+++ Material for this task +++
use std::collections::BTreeMap;

use serde::{Deserialize, Serialize};

/// Scores at or above this are high risk.
pub const HIGH_RISK_THRESHOLD: f64 = 70.0;
/// Scores at or above this (and below high) are moderate risk.
pub const MODERATE_RISK_THRESHOLD: f64 = 40.0;

/// Diseases scored by the model manager.
#[derive(Debug, Clone, Copy, PartialEq, Eq, Hash)]
pub enum Disease {
    Alzheimers,
    Parkinsons,
    Dementia,
}

impl Disease {
    pub const ALL: [Disease; 3] = [Disease::Alzheimers, Disease::Parkinsons, Disease::Dementia];

    pub fn label(&self) -> &'static str {
        match self {
            Disease::Alzheimers => "Alzheimer's",
            Disease::Parkinsons => "Parkinson's",
            Disease::Dementia => "Dementia",
        }
    }

    /// Confidence reported when the trained models produced the score.
    pub fn model_confidence(&self) -> f64 {
        match self {
            Disease::Alzheimers => 90.0,
            Disease::Parkinsons => 88.0,
            Disease::Dementia => 87.0,
        }
    }
}

impl std::fmt::Display for Disease {
    fn fmt(&self, f: &mut std::fmt::Formatter<'_>) -> std::fmt::Result {
        f.write_str(self.label())
    }
}

#[derive(Debug, Clone, Copy, PartialEq, Eq, Serialize, Deserialize)]
#[serde(rename_all = "lowercase")]
pub enum RiskLevel {
    Low,
    Moderate,
    High,
}

impl RiskLevel {
    /// Band a 0-100 score: low < 40 <= moderate < 70 <= high.
    pub fn from_score(score: f64) -> Self {
        if score >= HIGH_RISK_THRESHOLD {
            RiskLevel::High
        } else if score >= MODERATE_RISK_THRESHOLD {
            RiskLevel::Moderate
        } else {
            RiskLevel::Low
        }
    }

    pub fn as_str(&self) -> &'static str {
        match self {
            RiskLevel::Low => "low",
            RiskLevel::Moderate => "moderate",
            RiskLevel::High => "high",
        }
    }
}

/// A contributing factor and its weight, serialized as `["Age", 90]`.
#[derive(Debug, Clone, PartialEq, Serialize, Deserialize)]
pub struct TopFactor(pub String, pub u32);

#[derive(Debug, Clone, PartialEq, Serialize, Deserialize)]
pub struct RiskPrediction {
    pub disease: String,
    /// 0-100.
    pub score: f64,
    pub confidence: f64,
    pub risk_level: RiskLevel,
    pub top_factors: Vec<TopFactor>,
}

#[derive(Debug, Clone, PartialEq, Serialize, Deserialize)]
pub struct DiagnosticResult {
    pub primary_diagnosis: String,
    /// Top score / 100, rounded to two decimals. Not clamped.
    pub diagnosis_confidence: f64,
    pub secondary_diagnoses: Vec<String>,
    pub disease_probabilities: BTreeMap<String, f64>,
    pub key_findings: Vec<String>,
    pub recommendations: Vec<String>,
}

#[cfg(test)]
mod tests {
    use super::*;

    #[test]
    fn thresholds_are_closed_below() {
        assert_eq!(RiskLevel::from_score(39.9), RiskLevel::Low);
        assert_eq!(RiskLevel::from_score(40.0), RiskLevel::Moderate);
        assert_eq!(RiskLevel::from_score(69.9), RiskLevel::Moderate);
        assert_eq!(RiskLevel::from_score(70.0), RiskLevel::High);
        assert_eq!(RiskLevel::from_score(0.0), RiskLevel::Low);
        assert_eq!(RiskLevel::from_score(100.0), RiskLevel::High);
    }

    #[test]
    fn top_factor_serializes_as_pair() {
        let json = serde_json::to_string(&TopFactor("Age".into(), 90)).unwrap();
        assert_eq!(json, r#"["Age",90]"#);
    }

    #[test]
    fn risk_level_serializes_lowercase() {
        assert_eq!(serde_json::to_string(&RiskLevel::Moderate).unwrap(), "\"moderate\"");
    }

    #[test]
    fn disease_labels() {
        assert_eq!(Disease::Alzheimers.to_string(), "Alzheimer's");
        assert_eq!(Disease::Parkinsons.label(), "Parkinson's");
        assert_eq!(Disease::Dementia.model_confidence(), 87.0);
    }
}
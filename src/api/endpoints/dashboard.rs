//! Patient and doctor landing pages.

use axum::extract::State;
use axum::{Extension, Json};
use serde::Serialize;
use serde_json::{json, Value};

use crate::api::error::ApiError;
use crate::api::types::{ApiContext, DoctorSession, PatientSession};
use crate::db::{self, DashboardCounts};
use crate::models::{HealthEvent, PatientSummary};

const RECENT_LIMIT: u32 = 5;

/// `GET /patient/dashboard`: greeting plus the latest assessment summary.
pub async fn patient_dashboard(
    State(ctx): State<ApiContext>,
    Extension(session): Extension<PatientSession>,
) -> Result<Json<Value>, ApiError> {
    let conn = ctx.core.open_db()?;
    let patient = db::get_patient(&conn, session.patient_id)?
        .ok_or_else(|| ApiError::NotFound("Patient not found".into()))?;
    let latest = db::latest_assessment(&conn, session.patient_id)?.map(|a| {
        json!({
            "assessment_id": a.id,
            "created_at": a.created_at,
            "risk_scores": [a.alz, a.park, a.dem],
            "diagnostic": a.diag,
        })
    });

    Ok(Json(json!({
        "patient": { "id": patient.id, "full_name": patient.full_name },
        "latest_assessment": latest,
    })))
}

#[derive(Debug, Serialize)]
pub struct DoctorDashboard {
    #[serde(flatten)]
    pub counts: DashboardCounts,
    pub recent_patients: Vec<PatientSummary>,
    pub recent_events: Vec<HealthEvent>,
}

/// `GET /doctor/dashboard`
pub async fn doctor_dashboard(
    State(ctx): State<ApiContext>,
    Extension(_session): Extension<DoctorSession>,
) -> Result<Json<DoctorDashboard>, ApiError> {
    let conn = ctx.core.open_db()?;
    Ok(Json(DoctorDashboard {
        counts: db::dashboard_counts(&conn)?,
        recent_patients: db::recent_patients(&conn, RECENT_LIMIT)?,
        recent_events: db::recent_events(&conn, RECENT_LIMIT)?,
    }))
}
pub mod assessment;
pub mod audit;
pub mod diagnostic_report;
pub mod doctor;
pub mod enums;
pub mod health_event;
pub mod patient;
pub mod questionnaire;

pub use assessment::*;
pub use audit::*;
pub use diagnostic_report::*;
pub use doctor::*;
pub use health_event::*;
pub use patient::*;
pub use questionnaire::*;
+++
▸ **How to complete this task**: All records must be repeated exactly, with none skipped.

▸ **Result**:
use std::collections::BTreeMap;

use serde::{Deserialize, Serialize};

/// Scores at or above this are high risk.
pub const HIGH_RISK_THRESHOLD: f64 = 70.0;
/// Scores at or above this (and below high) are moderate risk.
pub const MODERATE_RISK_THRESHOLD: f64 = 40.0;

/// Diseases scored by the model manager.
#[derive(Debug, Clone, Copy, PartialEq, Eq, Hash)]
pub enum Disease {
    Alzheimers,
    Parkinsons,
    Dementia,
}

impl Disease {
    pub const ALL: [Disease; 3] = [Disease::Alzheimers, Disease::Parkinsons, Disease::Dementia];

    pub fn label(&self) -> &'static str {
        match self {
            Disease::Alzheimers => "Alzheimer's",
            Disease::Parkinsons => "Parkinson's",
            Disease::Dementia => "Dementia",
        }
    }

    /// Confidence reported when the trained models produced the score.
    pub fn model_confidence(&self) -> f64 {
        match self {
            Disease::Alzheimers => 90.0,
            Disease::Parkinsons => 88.0,
            Disease::Dementia => 87.0,
        }
    }
}

impl std::fmt::Display for Disease {
    fn fmt(&self, f: &mut std::fmt::Formatter<'_>) -> std::fmt::Result {
        f.write_str(self.label())
    }
}

#[derive(Debug, Clone, Copy, PartialEq, Eq, Serialize, Deserialize)]
#[serde(rename_all = "lowercase")]
pub enum RiskLevel {
    Low,
    Moderate,
    High,
}

impl RiskLevel {
    /// Band a 0-100 score: low < 40 <= moderate < 70 <= high.
    pub fn from_score(score: f64) -> Self {
        if score >= HIGH_RISK_THRESHOLD {
            RiskLevel::High
        } else if score >= MODERATE_RISK_THRESHOLD {
            RiskLevel::Moderate
        } else {
            RiskLevel::Low
        }
    }

    pub fn as_str(&self) -> &'static str {
        match self {
            RiskLevel::Low => "low",
            RiskLevel::Moderate => "moderate",
            RiskLevel::High => "high",
        }
    }
}

/// A contributing factor and its weight, serialized as `["Age", 90]`.
#[derive(Debug, Clone, PartialEq, Serialize, Deserialize)]
pub struct TopFactor(pub String, pub u32);

#[derive(Debug, Clone, PartialEq, Serialize, Deserialize)]
pub struct RiskPrediction {
    pub disease: String,
    /// 0-100.
    pub score: f64,
    pub confidence: f64,
    pub risk_level: RiskLevel,
    pub top_factors: Vec<TopFactor>,
}

#[derive(Debug, Clone, PartialEq, Serialize, Deserialize)]
pub struct DiagnosticResult {
    pub primary_diagnosis: String,
    /// Top score / 100, rounded to two decimals. Not clamped.
    pub diagnosis_confidence: f64,
    pub secondary_diagnoses: Vec<String>,
    pub disease_probabilities: BTreeMap<String, f64>,
    pub key_findings: Vec<String>,
    pub recommendations: Vec<String>,
}

#[cfg(test)]
mod tests {
    use super::*;

    #[test]
    fn thresholds_are_closed_below() {
        assert_eq!(RiskLevel::from_score(39.9), RiskLevel::Low);
        assert_eq!(RiskLevel::from_score(40.0), RiskLevel::Moderate);
        assert_eq!(RiskLevel::from_score(69.9), RiskLevel::Moderate);
        assert_eq!(RiskLevel::from_score(70.0), RiskLevel::High);
        assert_eq!(RiskLevel::from_score(0.0), RiskLevel::Low);
        assert_eq!(RiskLevel::from_score(100.0), RiskLevel::High);
    }

    #[test]
    fn top_factor_serializes_as_pair() {
        let json = serde_json::to_string(&TopFactor("Age".into(), 90)).unwrap();
        assert_eq!(json, r#"["Age",90]"#);
    }

    #[test]
    fn risk_level_serializes_lowercase() {
        assert_eq!(serde_json::to_string(&RiskLevel::Moderate).unwrap(), "\"moderate\"");
    }

    #[test]
    fn disease_labels() {
        assert_eq!(Disease::Alzheimers.to_string(), "Alzheimer's");
        assert_eq!(Disease::Parkinsons.label(), "Parkinson's");
        assert_eq!(Disease::Dementia.model_confidence(), 87.0);
    }
}
filename src/api/endpoints/dashboard.rs
//! Patient and doctor landing pages.

use axum::extract::State;
use axum::{Extension, Json};
use serde::Serialize;
use serde_json::{json, Value};

use crate::api::error::ApiError;
use crate::api::types::{ApiContext, DoctorSession, PatientSession};
use crate::db::{self, DashboardCounts};
use crate::models::{HealthEvent, PatientSummary};

const RECENT_LIMIT: u32 = 5;

/// `GET /patient/dashboard`: greeting plus the latest assessment summary.
pub async fn patient_dashboard(
    State(ctx): State<ApiContext>,
    Extension(session): Extension<PatientSession>,
) -> Result<Json<Value>, ApiError> {
    let conn = ctx.core.open_db()?;
    let patient = db::get_patient(&conn, session.patient_id)?
        .ok_or_else(|| ApiError::NotFound("Patient not found".into()))?;
    let latest = db::latest_assessment(&conn, session.patient_id)?.map(|a| {
        json!({
            "assessment_id": a.id,
            "created_at": a.created_at,
            "risk_scores": [a.alz, a.park, a.dem],
            "diagnostic": a.diag,
        })
    });

    Ok(Json(json!({
        "patient": { "id": patient.id, "full_name": patient.full_name },
        "latest_assessment": latest,
    })))
}

#[derive(Debug, Serialize)]
pub struct DoctorDashboard {
    #[serde(flatten)]
    pub counts: DashboardCounts,
    pub recent_patients: Vec<PatientSummary>,
    pub recent_events: Vec<HealthEvent>,
}

/// `GET /doctor/dashboard`
pub async fn doctor_dashboard(
    State(ctx): State<ApiContext>,
    Extension(_session): Extension<DoctorSession>,
) -> Result<Json<DoctorDashboard>, ApiError> {
    let conn = ctx.core.open_db()?;
    Ok(Json(DoctorDashboard {
        counts: db::dashboard_counts(&conn)?,
        recent_patients: db::recent_patients(&conn, RECENT_LIMIT)?,
        recent_events: db::recent_events(&conn, RECENT_LIMIT)?,
    }))
}
pub mod assessment;
pub mod audit;
pub mod diagnostic_report;
pub mod doctor;
pub mod enums;
pub mod health_event;
pub mod patient;
pub mod questionnaire;

pub use assessment::*;
pub use audit::*;
pub use diagnostic_report::*;
pub use doctor::*;
pub use health_event::*;
pub use patient::*;
pub use questionnaire::*;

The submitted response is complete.